Organising it became a full-time job in itself, she says, adding: “This is the biggest crisis of my lifetime. I have given up a lot of work to facilitate climate protest.”
For Nazareth, who is also Christian, speaking to people along the way has provided inspiration on how to live a more sustainable life. “One of the revelations has been going through rural communities and learning how we have a model that can be built upon – they eat more locally, grow a lot of their stuff, [are] proud of knowing where everything they eat comes from and producing it themselves.”
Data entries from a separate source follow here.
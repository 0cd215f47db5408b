// ABOUTME: Typed API client with offline fallback for the FitBurn backend
// ABOUTME: Bundles session context, fallback cache, and the call-or-fallback policy
//
// SPDX-License-Identifier: MIT OR Apache-2.0

//! # FitBurn client
//!
//! A typed client for the FitBurn API that degrades gracefully when the
//! backend is unreachable. Session state lives in an explicit
//! [`SessionContext`] passed around by the caller; there is no ambient
//! global. Every server-backed read/write goes through one
//! call-server-or-fallback policy ([`sync::call_or_fallback`]) parameterized
//! by the operation and a named cache slot, so the degrade-to-local behavior
//! is defined exactly once.
//!
//! The cache mirrors the last known server state and is never the source of
//! truth while a server is reachable.

/// Named-slot fallback cache persisted locally
pub mod cache;

/// Explicit session context (token + user identity)
pub mod session;

/// The call-server-or-fallback policy and the typed API client
pub mod sync;

pub use cache::{FallbackCache, Slot};
pub use session::SessionContext;
pub use sync::{call_or_fallback, ApiClient, SyncClient, Synced, ValueSource};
Many people she met were good at recycling and reusing things, but when it came to talking about the need for political action to reduce carbon emissions, they said politicians didn’t listen, she says, adding: “That sense of powerlessness has been there right from when we started [the walk].”
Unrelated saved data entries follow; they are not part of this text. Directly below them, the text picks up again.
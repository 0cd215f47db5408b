// ABOUTME: Unified error handling for the FitBurn API
// ABOUTME: Defines error codes, the AppError type, and HTTP response formatting
//
// SPDX-License-Identifier: MIT OR Apache-2.0

//! # Unified Error Handling System
//!
//! Centralized error types, error codes, and HTTP response formatting so every
//! handler surfaces failures the same way. Handlers return
//! `Result<Response, AppError>` and rely on the `IntoResponse` impl below.

use axum::http::StatusCode;
use axum::response::{IntoResponse, Response};
use axum::Json;
use serde::{Deserialize, Serialize};
use std::fmt;
use thiserror::Error;

/// Standard error codes used throughout the application
#[derive(Debug, Clone, Copy, PartialEq, Eq, Serialize, Deserialize)]
pub enum ErrorCode {
    // Authentication (1000-1999)
    #[serde(rename = "AUTH_REQUIRED")]
    AuthRequired = 1000,
    #[serde(rename = "AUTH_INVALID")]
    AuthInvalid = 1001,
    #[serde(rename = "AUTH_EXPIRED")]
    AuthExpired = 1002,

    // Validation (3000-3999)
    #[serde(rename = "INVALID_INPUT")]
    InvalidInput = 3000,
    #[serde(rename = "MISSING_REQUIRED_FIELD")]
    MissingRequiredField = 3001,
    #[serde(rename = "VALUE_OUT_OF_RANGE")]
    ValueOutOfRange = 3002,

    // Resources (4000-4999)
    #[serde(rename = "RESOURCE_NOT_FOUND")]
    ResourceNotFound = 4000,
    #[serde(rename = "RESOURCE_ALREADY_EXISTS")]
    ResourceAlreadyExists = 4001,

    // External services (5000-5999)
    #[serde(rename = "EXTERNAL_SERVICE_ERROR")]
    ExternalServiceError = 5000,

    // Configuration (6000-6999)
    #[serde(rename = "CONFIG_ERROR")]
    ConfigError = 6000,

    // Internal (9000-9999)
    #[serde(rename = "INTERNAL_ERROR")]
    InternalError = 9000,
    #[serde(rename = "DATABASE_ERROR")]
    DatabaseError = 9001,
    #[serde(rename = "STORAGE_ERROR")]
    StorageError = 9002,
}

impl ErrorCode {
    /// Get the HTTP status code for this error
    #[must_use]
    pub const fn http_status(self) -> StatusCode {
        match self {
            Self::InvalidInput | Self::MissingRequiredField | Self::ValueOutOfRange => {
                StatusCode::BAD_REQUEST
            }
            Self::AuthRequired | Self::AuthInvalid => StatusCode::UNAUTHORIZED,
            Self::AuthExpired => StatusCode::FORBIDDEN,
            Self::ResourceNotFound => StatusCode::NOT_FOUND,
            Self::ResourceAlreadyExists => StatusCode::CONFLICT,
            Self::ExternalServiceError => StatusCode::BAD_GATEWAY,
            Self::ConfigError | Self::InternalError | Self::DatabaseError | Self::StorageError => {
                StatusCode::INTERNAL_SERVER_ERROR
            }
        }
    }

    /// Get a user-facing description of this error
    #[must_use]
    pub const fn description(self) -> &'static str {
        match self {
            Self::AuthRequired => "Authentication is required to access this resource",
            Self::AuthInvalid => "The provided authentication credentials are invalid",
            Self::AuthExpired => "The authentication token has expired",
            Self::InvalidInput => "The provided input is invalid",
            Self::MissingRequiredField => "A required field is missing from the request",
            Self::ValueOutOfRange => "The provided value is outside the acceptable range",
            Self::ResourceNotFound => "The requested resource was not found",
            Self::ResourceAlreadyExists => "A resource with this identifier already exists",
            Self::ExternalServiceError => "An external service encountered an error",
            Self::ConfigError => "Configuration error encountered",
            Self::InternalError => "An internal server error occurred",
            Self::DatabaseError => "Database operation failed",
            Self::StorageError => "Storage operation failed",
        }
    }
}

/// Unified error type for the application
#[derive(Debug, Error)]
pub struct AppError {
    /// Error code
    pub code: ErrorCode,
    /// Human-readable error message
    pub message: String,
    /// Source error for error chaining
    #[source]
    pub source: Option<Box<dyn std::error::Error + Send + Sync>>,
}

impl AppError {
    /// Create a new `AppError` with the given code and message
    pub fn new(code: ErrorCode, message: impl Into<String>) -> Self {
        Self {
            code,
            message: message.into(),
            source: None,
        }
    }

    /// Add a source error for error chaining
    #[must_use]
    pub fn with_source(mut self, source: impl std::error::Error + Send + Sync + 'static) -> Self {
        self.source = Some(Box::new(source));
        self
    }

    /// Get the HTTP status code for this error
    #[must_use]
    pub const fn http_status(&self) -> StatusCode {
        self.code.http_status()
    }

    /// Authentication required
    #[must_use]
    pub fn auth_required() -> Self {
        Self::new(ErrorCode::AuthRequired, "Authentication required")
    }

    /// Invalid authentication
    pub fn auth_invalid(message: impl Into<String>) -> Self {
        Self::new(ErrorCode::AuthInvalid, message)
    }

    /// Invalid input
    pub fn invalid_input(message: impl Into<String>) -> Self {
        Self::new(ErrorCode::InvalidInput, message)
    }

    /// Value outside the acceptable range
    pub fn out_of_range(message: impl Into<String>) -> Self {
        Self::new(ErrorCode::ValueOutOfRange, message)
    }

    /// Resource not found
    pub fn not_found(resource: impl Into<String>) -> Self {
        Self::new(
            ErrorCode::ResourceNotFound,
            format!("{} not found", resource.into()),
        )
    }

    /// Resource already exists
    pub fn already_exists(message: impl Into<String>) -> Self {
        Self::new(ErrorCode::ResourceAlreadyExists, message)
    }

    /// Internal server error
    pub fn internal(message: impl Into<String>) -> Self {
        Self::new(ErrorCode::InternalError, message)
    }

    /// Database error
    pub fn database(message: impl Into<String>) -> Self {
        Self::new(ErrorCode::DatabaseError, message)
    }

    /// Storage (file) error
    pub fn storage(message: impl Into<String>) -> Self {
        Self::new(ErrorCode::StorageError, message)
    }

    /// Configuration error
    pub fn config(message: impl Into<String>) -> Self {
        Self::new(ErrorCode::ConfigError, message)
    }

    /// External service error
    pub fn external_service(service: impl Into<String>, message: impl Into<String>) -> Self {
        Self::new(
            ErrorCode::ExternalServiceError,
            format!("{}: {}", service.into(), message.into()),
        )
    }
}

impl fmt::Display for AppError {
    fn fmt(&self, f: &mut fmt::Formatter<'_>) -> fmt::Result {
        write!(f, "{}: {}", self.code.description(), self.message)
    }
}

/// Result type alias for convenience
pub type AppResult<T> = Result<T, AppError>;

/// HTTP error response format
#[derive(Debug, Serialize, Deserialize)]
pub struct ErrorResponse {
    pub error: ErrorResponseDetails,
    /// Flat message field so simple clients can display the error directly
    pub message: String,
}

#[derive(Debug, Serialize, Deserialize)]
pub struct ErrorResponseDetails {
    pub code: ErrorCode,
    pub message: String,
}

impl From<&AppError> for ErrorResponse {
    fn from(error: &AppError) -> Self {
        Self {
            error: ErrorResponseDetails {
                code: error.code,
                message: error.message.clone(),
            },
            message: error.message.clone(),
        }
    }
}

impl IntoResponse for AppError {
    fn into_response(self) -> Response {
        let status = self.http_status();
        if status.is_server_error() {
            tracing::error!(code = ?self.code, "request failed: {}", self.message);
        } else {
            tracing::debug!(code = ?self.code, "request rejected: {}", self.message);
        }
        (status, Json(ErrorResponse::from(&self))).into_response()
    }
}

/// Conversion from `anyhow::Error` for handlers delegating to service code
impl From<anyhow::Error> for AppError {
    fn from(error: anyhow::Error) -> Self {
        Self::new(ErrorCode::InternalError, error.to_string())
    }
}

impl From<sqlx::Error> for AppError {
    fn from(error: sqlx::Error) -> Self {
        Self::new(ErrorCode::DatabaseError, error.to_string())
    }
}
Nazareth turns 60 this year and says the walk has been a “complete transformation” on a personal level. Before this pilgrimage, her main form of walking was a gentle stroll after Sunday lunch, or going down to the station to catch the train. “To suddenly get up and do this has shown me that if I can do it, then people can step into their power and do things they can’t imagine. They just need to take that first step – and when you take that first step, then you can make the second and the third.”
Despite church-going numbers declining, a growing number of people are rediscovering the joy of pilgrimage around the world. Other pilgrimages arriving in Glasgow this weekend include Marcha a Glasgow, coming from Bilbao via Portsmouth; an ecumenical pilgrimage coming from Poland, Sweden and Germany; the Pilgrimage for Cop26, coming from Dunbar in Scotland; and the Young Christian Climate Network coming from the south-west of England.
Walking means different things to the Camino to Cop26 pilgrims, but it is fundamentally about trying to make a deeper connection with God, the countryside, its wildlife and people. Burnett says she believes that if more political delegates had walked to Cop26 they would have built a community that could begin to tackle the enormous challenges required. “They would have had to work things out differently in their hearts and relationships. Doing a pilgrimage forces you to do things differently.”